Drawing on research conducted with the world’s largest capital project owners and contractor construction professionals across Europe, the Americas and APAC, the report found that despite COVID-19, 89% of European respondents are either fairly or very optimistic about their future, and the same amount believe their organisation to be resilient.
In Europe, digital transformation is considered the biggest short-term source of opportunity according to 69% of respondents – a trend that was echoed across regions (71% global average) – with data analytics, artificial intelligence and machine learning considered most critical for success for the next one to three years.
However, respondents in Europe are divided on the ongoing impact of the economic situation, with 44% identifying economic recovery as an opportunity, and 48% seeing economic stagnation or recession as a risk to their organization’s growth in the coming year. In comparison, respondents in the Americas are somewhat more upbeat, with 53% identifying economic recovery as an opportunity, and only 42% considering it a threat.
Despite the varying economic interpretations, respondents are largely positive when it comes to improvements being made to deliver projects on budget. Though when it comes to delivering projects on time, European respondents are slightly less optimistic than their global counterparts.
Just over half (56%) of European respondents say that, in the last three years, the number of projects delivered on or ahead of schedule has increased, while in APAC, that opinion is carried by a higher 61%.
However, when asked about delivering projects on or under budget, the roles reverse, with 56% of Europeans reporting a significant or slight increase in projects being delivered on or under budget, compared to 52% in APAC and 55% in the Americas. Though market nuances exist, encouragingly, 83% globally are confident of completing future projects on or ahead of schedule, and 82% confident of doing so on or under budget.
Jake Macholtz, CEO, InEight, said the outlook indicates a European construction sector that is brimming with confidence and optimism, one that has proved itself more than equal to the tremendous challenges it has faced this past year.
“It also points longer term to an industry continuing its digital evolution," he said. "Europe is a particularly interesting region in this regard. A hotspot for early tech adoption, we are now seeing some firms less tantalized by the prospects of greater digital transformation. This tempered enthusiasm though, is with good reason, as they have gained a measure of realism from their previous experience compared to global counterparts. This is coupled with the fallout from COVID-19 continuing to be a risk that is hampering resources."
However, respondents are aware that falling behind on digitisation will mean being potentially outpaced by the competition and despite the challenges faced, investments are still being made, or planned, to take advantage of the benefits advanced technologies have to offer. Lagging digital transformation was cited as the biggest risk to growth in APAC (54%).
While regions gather digital pace at slightly differing speeds, with Europe often neither lagging nor leading its geographical peers, what is a commonality, is that the construction industry is foundational to the success of economies and societies worldwide.

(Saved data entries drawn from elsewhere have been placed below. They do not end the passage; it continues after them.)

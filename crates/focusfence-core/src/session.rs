//! Per-subject session state.
//!
//! A [`Session`] is plain data. All phase changes go through
//! [`crate::machine`]; the registry is the only owner.

use chrono::{DateTime, Utc};
use serde::{Deserialize, Serialize};

use crate::position::Position;
use crate::preset::Preset;

#[derive(Debug, Clone, Copy, PartialEq, Eq, Hash, Serialize, Deserialize)]
#[serde(rename_all = "snake_case")]
pub enum Phase {
    Work,
    Break,
    LongBreak,
    Paused,
    /// Work interval ran out; waiting for the subject to confirm the break.
    WorkCompleted,
    Stopped,
}

impl Phase {
    pub fn as_str(self) -> &'static str {
        match self {
            Phase::Work => "work",
            Phase::Break => "break",
            Phase::LongBreak => "long_break",
            Phase::Paused => "paused",
            Phase::WorkCompleted => "work_completed",
            Phase::Stopped => "stopped",
        }
    }

    /// Phases that count down and can be paused.
    pub fn is_timed(self) -> bool {
        matches!(self, Phase::Work | Phase::Break | Phase::LongBreak)
    }
}

impl std::fmt::Display for Phase {
    fn fmt(&self, f: &mut std::fmt::Formatter<'_>) -> std::fmt::Result {
        f.write_str(self.as_str())
    }
}

/// Which on-screen element a toggle applies to.
#[derive(Debug, Clone, Copy, PartialEq, Eq, Serialize, Deserialize)]
#[serde(rename_all = "snake_case")]
pub enum VisualKind {
    BossBar,
    Title,
}

#[derive(Debug, Clone, Serialize, Deserialize)]
pub struct Session {
    pub(crate) phase: Phase,
    pub(crate) previous_phase: Option<Phase>,
    pub(crate) preset: Preset,
    pub(crate) work_secs: u32,
    pub(crate) break_secs: u32,
    pub(crate) long_break_secs: u32,
    pub(crate) cycle_length: u32,
    pub(crate) current_cycle: u32,
    pub(crate) time_left: u32,
    pub(crate) extra_time: u32,
    pub(crate) anchor: Position,
    pub(crate) bossbar_enabled: bool,
    pub(crate) title_enabled: bool,
    pub(crate) started_at: DateTime<Utc>,
}

impl Session {
    /// A fresh session in `Stopped`; the registry enters `Work` right after.
    pub fn new(
        preset: Preset,
        anchor: Position,
        bossbar_enabled: bool,
        title_enabled: bool,
        started_at: DateTime<Utc>,
    ) -> Self {
        Self {
            phase: Phase::Stopped,
            previous_phase: None,
            work_secs: preset.work_secs(),
            break_secs: preset.break_secs(),
            long_break_secs: preset.long_break_secs(),
            cycle_length: preset.cycle_length.max(1),
            current_cycle: 1,
            time_left: preset.work_secs(),
            extra_time: 0,
            preset,
            anchor,
            bossbar_enabled,
            title_enabled,
            started_at,
        }
    }

    // ── Queries ──────────────────────────────────────────────────────

    pub fn phase(&self) -> Phase {
        self.phase
    }

    pub fn previous_phase(&self) -> Option<Phase> {
        self.previous_phase
    }

    pub fn preset(&self) -> &Preset {
        &self.preset
    }

    pub fn work_secs(&self) -> u32 {
        self.work_secs
    }

    pub fn break_secs(&self) -> u32 {
        self.break_secs
    }

    pub fn long_break_secs(&self) -> u32 {
        self.long_break_secs
    }

    pub fn cycle_length(&self) -> u32 {
        self.cycle_length
    }

    pub fn current_cycle(&self) -> u32 {
        self.current_cycle
    }

    pub fn time_left(&self) -> u32 {
        self.time_left
    }

    pub fn extra_time(&self) -> u32 {
        self.extra_time
    }

    pub fn anchor(&self) -> &Position {
        &self.anchor
    }

    pub fn bossbar_enabled(&self) -> bool {
        self.bossbar_enabled
    }

    pub fn title_enabled(&self) -> bool {
        self.title_enabled
    }

    pub fn started_at(&self) -> DateTime<Utc> {
        self.started_at
    }

    pub fn is_paused(&self) -> bool {
        self.phase == Phase::Paused
    }

    /// Phase shown to the subject: the interrupted phase while paused.
    pub fn display_phase(&self) -> Phase {
        match (self.phase, self.previous_phase) {
            (Phase::Paused, Some(prev)) => prev,
            (phase, _) => phase,
        }
    }

    /// Configured length of `phase` in seconds, if it has one.
    pub fn duration_of(&self, phase: Phase) -> Option<u32> {
        match phase {
            Phase::Work => Some(self.work_secs),
            Phase::Break => Some(self.break_secs),
            Phase::LongBreak => Some(self.long_break_secs),
            _ => None,
        }
    }

    /// Fraction of the displayed phase still remaining, clamped to 0..=1.
    pub fn progress(&self) -> f64 {
        match self.duration_of(self.display_phase()) {
            Some(total) if total > 0 => (self.time_left as f64 / total as f64).clamp(0.0, 1.0),
            _ => 0.0,
        }
    }

    // ── Mutations open to the subject ────────────────────────────────

    /// Flip one visual toggle and return its new value.
    pub fn toggle_visual(&mut self, kind: VisualKind) -> bool {
        let flag = match kind {
            VisualKind::BossBar => &mut self.bossbar_enabled,
            VisualKind::Title => &mut self.title_enabled,
        };
        *flag = !*flag;
        *flag
    }

    pub fn view(&self) -> SessionView {
        SessionView::from(self)
    }
}

/// Read-only snapshot handed to the visual layer and printed by the CLI.
#[derive(Debug, Clone, PartialEq, Serialize, Deserialize)]
pub struct SessionView {
    pub preset_name: String,
    pub phase: Phase,
    pub display_phase: Phase,
    pub time_left: u32,
    /// `MM:SS`
    pub clock: String,
    pub current_cycle: u32,
    pub cycle_length: u32,
    pub extra_time: u32,
    pub progress: f64,
    pub bossbar_enabled: bool,
    pub title_enabled: bool,
}

impl From<&Session> for SessionView {
    fn from(s: &Session) -> Self {
        Self {
            preset_name: s.preset.name.clone(),
            phase: s.phase,
            display_phase: s.display_phase(),
            time_left: s.time_left,
            clock: format_clock(s.time_left),
            current_cycle: s.current_cycle,
            cycle_length: s.cycle_length,
            extra_time: s.extra_time,
            progress: s.progress(),
            bossbar_enabled: s.bossbar_enabled,
            title_enabled: s.title_enabled,
        }
    }
}

/// Format seconds as zero-padded `MM:SS`.
pub fn format_clock(secs: u32) -> String {
    format!("{:02}:{:02}", secs / 60, secs % 60)
}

Research by the McKinsey Global Institute shows digital transformation can result in productivity gains of 14 to 15 percent and cost reductions of 4 to 6 percent. But it notes four characteristics - fragmentation, lack of replication, transience and decentralisation - which make digital transformation particularly challenging in the construction industry.
"E&C companies can increase the likelihood that digital technologies will make a positive difference by first identifying operational changes that will improve performance, then defining digital use cases that will enable those operational changes," it notes. "This process-centered approach helps focus each use case on a real business need while suppressing the impulse to chase technology trends."